Opositor de Bolsonaro, o petista Fernando Haddad ligou ontem para o ex-presidente Fernando Henrique Cardoso (PSDB). A iniciativa do telefonema deu-se, segundo o petista, depois de FHC classificar como sinal de "fascismo" fala do filho do candidato do PSL. Na conversa, ambos teriam concordado que o capitão e seus aliados estão promovendo uma escalada de ataques às instituições e a democracia que, segundo conversaram, "está em jogo" (ver também página A7).

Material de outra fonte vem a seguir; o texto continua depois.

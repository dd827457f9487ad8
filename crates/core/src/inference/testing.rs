//! In-memory backend for exercising models and stages without a runtime.

use std::collections::{BTreeSet, VecDeque};
use std::sync::{Arc, Mutex};

use ndarray::ArrayD;
use tempfile::TempDir;

use super::domain::device::Device;
use super::domain::inference_backend::{ExecutableNetwork, InferenceBackend, NetworkDescription};
use super::domain::model_error::ModelError;
use super::domain::model_files::ModelFiles;
use super::domain::tensors::{NamedTensors, RawOutput, TensorSpec};

type Responses = Arc<Mutex<VecDeque<Result<RawOutput, ModelError>>>>;

/// Creates an empty structure file named `<name>.onnx` inside `dir`.
pub(crate) fn model_file(dir: &TempDir, name: &str) -> ModelFiles {
    let path = dir.path().join(format!("{name}.onnx"));
    std::fs::write(&path, b"scripted").unwrap();
    ModelFiles::from_structure(path)
}

/// Backend that replays queued outputs and records every input it receives.
pub(crate) struct ScriptedBackend {
    inputs: Vec<TensorSpec>,
    outputs: Vec<String>,
    operations: BTreeSet<String>,
    supported: Option<BTreeSet<String>>,
    fail_load: bool,
    responses: Responses,
    received: Arc<Mutex<Vec<NamedTensors>>>,
    loads: Arc<Mutex<usize>>,
}

impl ScriptedBackend {
    pub(crate) fn new(inputs: Vec<TensorSpec>, outputs: &[&str]) -> Self {
        Self {
            inputs,
            outputs: outputs.iter().map(|s| s.to_string()).collect(),
            operations: BTreeSet::new(),
            supported: None,
            fail_load: false,
            responses: Arc::new(Mutex::new(VecDeque::new())),
            received: Arc::new(Mutex::new(Vec::new())),
            loads: Arc::new(Mutex::new(0)),
        }
    }

    pub(crate) fn with_operations(mut self, ops: &[&str]) -> Self {
        self.operations = ops.iter().map(|s| s.to_string()).collect();
        self
    }

    /// Restricts the supported set; by default every operation is supported.
    pub(crate) fn with_supported(mut self, ops: &[&str]) -> Self {
        self.supported = Some(ops.iter().map(|s| s.to_string()).collect());
        self
    }

    pub(crate) fn failing_load(mut self) -> Self {
        self.fail_load = true;
        self
    }

    pub(crate) fn push_output(&self, tensors: Vec<(&str, ArrayD<f32>)>) {
        let output = RawOutput::new(
            tensors
                .into_iter()
                .map(|(n, t)| (n.to_string(), t))
                .collect(),
        );
        self.responses.lock().unwrap().push_back(Ok(output));
    }

    pub(crate) fn push_failure(&self, reason: &str) {
        self.responses
            .lock()
            .unwrap()
            .push_back(Err(ModelError::InferenceFailure {
                model: "scripted".into(),
                reason: reason.into(),
            }));
    }

    pub(crate) fn received(&self) -> Vec<NamedTensors> {
        self.received.lock().unwrap().clone()
    }

    pub(crate) fn inference_count(&self) -> usize {
        self.received.lock().unwrap().len()
    }

    pub(crate) fn load_count(&self) -> usize {
        *self.loads.lock().unwrap()
    }
}

impl InferenceBackend for ScriptedBackend {
    fn read_network(&self, files: &ModelFiles) -> Result<NetworkDescription, ModelError> {
        Ok(NetworkDescription {
            name: files.name(),
            files: files.clone(),
            inputs: self.inputs.clone(),
            outputs: self.outputs.clone(),
            operations: self.operations.clone(),
        })
    }

    fn query_network(
        &self,
        network: &NetworkDescription,
        _device: Device,
    ) -> Result<BTreeSet<String>, ModelError> {
        Ok(match &self.supported {
            Some(supported) => supported.clone(),
            None => network.operations.clone(),
        })
    }

    fn load_network(
        &self,
        network: &NetworkDescription,
        device: Device,
    ) -> Result<Box<dyn ExecutableNetwork>, ModelError> {
        if self.fail_load {
            return Err(ModelError::UnsupportedDevice { device });
        }
        *self.loads.lock().unwrap() += 1;
        Ok(Box::new(ScriptedNetwork {
            name: network.name.clone(),
            responses: self.responses.clone(),
            received: self.received.clone(),
        }))
    }
}

struct ScriptedNetwork {
    name: String,
    responses: Responses,
    received: Arc<Mutex<Vec<NamedTensors>>>,
}

impl ExecutableNetwork for ScriptedNetwork {
    fn infer(&mut self, inputs: NamedTensors) -> Result<RawOutput, ModelError> {
        self.received.lock().unwrap().push(inputs);
        self.responses
            .lock()
            .unwrap()
            .pop_front()
            .unwrap_or_else(|| {
                Err(ModelError::InferenceFailure {
                    model: self.name.clone(),
                    reason: "no scripted response".into(),
                })
            })
    }
}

Apoiador de Haddad, o Psol protocolou ontem uma representação junto à Procuradoria-Geral da República contra Eduardo Bolsonaro. O partido pede que o Ministério Público Federal (MPF) instaure inquérito para apurar eventuais ilícitos e crimes praticados pelo deputado do PSL e sustenta que a declaração configura, "em tese, crime de ameaça e atentado contra a divisão de poderes". A PGR não tem prazo para decidir o que fazer com a representação.

Em nota, o Psol disse que se as declarações "fossem meras bravatas de um deputado federal já seriam sérias e preocupantes", mas que, no contexto da eleição - e reiteradas por membros da chapa e por coordenadores de campanha - "ganham contorno preocupante e supostamente criminoso".